また筆者曰く問題を難しくしていることの1つに「非定型うつ病」が特に若い世代の女性に増えていることがあるとのこと。その特徴は、過食や過眠など、典型的なうつ病とは異なる症状を呈する点で、また普段は何もする気力が湧かないにもかかわらず、何か楽しいことがあると一時的に気分が好転し、元気に活動できるという傾向もある。つまりそういった面から、これは病気ではない、疲れているだけと思いこんでしまうという可能性を高めているということだ。

では、家族としては何が出来るのか。筆者はポイントとして4点挙げている。「否定や説得はしない」「過保護にならない」「あせらず見守ること。」「ご家族が患者さんの心と行動に理解を示すこと」である。
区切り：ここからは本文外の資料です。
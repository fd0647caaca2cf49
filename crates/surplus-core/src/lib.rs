#![forbid(unsafe_code)]

//! Functional core for surplus: data model, run/skip evaluation, quiet hours,
//! task selection and the task lifecycle. Nothing in this crate performs I/O;
//! the shell crates load state, call in here, and persist the results.

pub mod context;
pub mod decision;
pub mod lifecycle;
pub mod model;
pub mod quiet;
pub mod usage;

mod util;

pub use context::*;
pub use decision::*;
pub use lifecycle::*;
pub use model::*;
pub use quiet::*;
pub use usage::*;
pub use util::{now_ms, round_cents};
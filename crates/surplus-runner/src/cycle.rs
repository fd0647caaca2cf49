//! One cycle: fetch, evaluate, select, execute, record.

use std::time::Duration;

use chrono::Utc;
use surplus_core::{evaluate, select, status_after_run, Decision, ExecutionResult, HistoryRecord, Task, TaskStatus, Thresholds};
use surplus_storage::{HistoryFile, QueueFile};
use surplus_telemetry::{fetch_or_log, UsageSource};
use tracing::{error, info, warn};

use crate::executor::TaskExecutor;

#[derive(Clone, Debug, PartialEq)]
pub enum CycleOutcome {
    /// The evaluator said no.
    Skipped { reason: String },
    /// Running was allowed but nothing in the queue qualified.
    NoTask { reason: String },
    /// Selection happened; nothing was touched.
    DryRun { task: Task, decision: Decision },
    Executed {
        task: Task,
        result: ExecutionResult,
        new_status: TaskStatus,
    },
    /// The task could not be marked running, so it was not started.
    Aborted { task_id: String, reason: String },
    /// Suppressed by quiet hours; telemetry was not fetched.
    QuietHours,
}

/// Collaborators of a cycle. Borrowed so the watch loop can reuse them.
pub struct Cycle<'a> {
    pub source: &'a dyn UsageSource,
    pub executor: &'a dyn TaskExecutor,
    pub queue: &'a QueueFile,
    pub history: &'a HistoryFile,
    pub thresholds: &'a Thresholds,
    pub telemetry_timeout: Duration,
}

impl Cycle<'_> {
    /// Evaluate and select only. Reads telemetry and the queue, writes nothing.
    pub async fn plan(&self) -> Result<(Task, Decision), CycleOutcome> {
        let snapshot = fetch_or_log(self.source, self.telemetry_timeout).await;
        let decision = evaluate(snapshot.as_ref(), self.thresholds);
        if !decision.should_run {
            info!(reason = %decision.reason, "skipping cycle");
            return Err(CycleOutcome::Skipped {
                reason: decision.reason,
            });
        }
        info!(reason = %decision.reason, budget = ?decision.available_budget, "usage allows a run");

        let queue = self.queue.load_or_empty();
        let Some(task) = select(&queue.tasks, decision.available_budget) else {
            let on = queue.tasks.iter().filter(|t| t.status == TaskStatus::On).count();
            let reason = match decision.available_budget {
                Some(b) => format!("no eligible task ({} queued, {on} on, budget ${b:.2})", queue.tasks.len()),
                None => format!("no eligible task ({} queued, {on} on)", queue.tasks.len()),
            };
            info!(%reason, "nothing to run");
            return Err(CycleOutcome::NoTask { reason });
        };
        info!(task_id = %task.id, name = task.label(), priority = task.priority, "selected task");
        Ok((task.clone(), decision))
    }

    pub async fn run(&self, dry_run: bool) -> CycleOutcome {
        let (task, decision) = match self.plan().await {
            Ok(planned) => planned,
            Err(outcome) => return outcome,
        };

        if dry_run {
            info!(task_id = %task.id, "dry run; would execute this task");
            return CycleOutcome::DryRun { task, decision };
        }

        match self.queue.update_status(&task.id, TaskStatus::Running) {
            Ok(true) => {}
            Ok(false) => {
                return CycleOutcome::Aborted {
                    task_id: task.id,
                    reason: "task vanished from the queue before it started".into(),
                }
            }
            Err(e) => {
                error!(task_id = %task.id, error = ?e, "could not mark task running; not starting it");
                return CycleOutcome::Aborted {
                    task_id: task.id,
                    reason: format!("{e:#}"),
                };
            }
        }

        let result = self.executor.run(&task, decision.available_budget).await;

        let new_status = status_after_run(&task, result.success);
        match self.queue.update_status(&task.id, new_status) {
            Ok(true) => info!(task_id = %task.id, status = %new_status, "task status updated"),
            Ok(false) => warn!(
                task_id = %task.id,
                status = %new_status,
                "task left the queue during the run; status not recorded"
            ),
            Err(e) => warn!(task_id = %task.id, status = %new_status, error = ?e, "failed to record task status"),
        }

        let record = HistoryRecord::from_result(&task, &result, Utc::now());
        match self.history.append(&record) {
            Ok(()) => info!(task_id = %task.id, success = result.success, "history appended"),
            Err(e) => warn!(task_id = %task.id, error = ?e, "failed to append history"),
        }

        CycleOutcome::Executed {
            task,
            result,
            new_status,
        }
    }
}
そしてもしこの対応が難しいのであれば、まずは相談することだ。病院に行くことに対して抵抗があるのであれば、、家族だけでも保健所や保健センターで相談をすることが出来る。本書では、自分にも精神疾患をもつ可能性があるということ、気になったらすぐに相談をすること、相談は病院だけではなく保健所や保健センターでも可能なことを学ぶことが出来る。またパニック障害など個別の疾患についても看護師の視点から分かりやすくまとめられており、一読の価値はあるだろう。是非、機会があれば。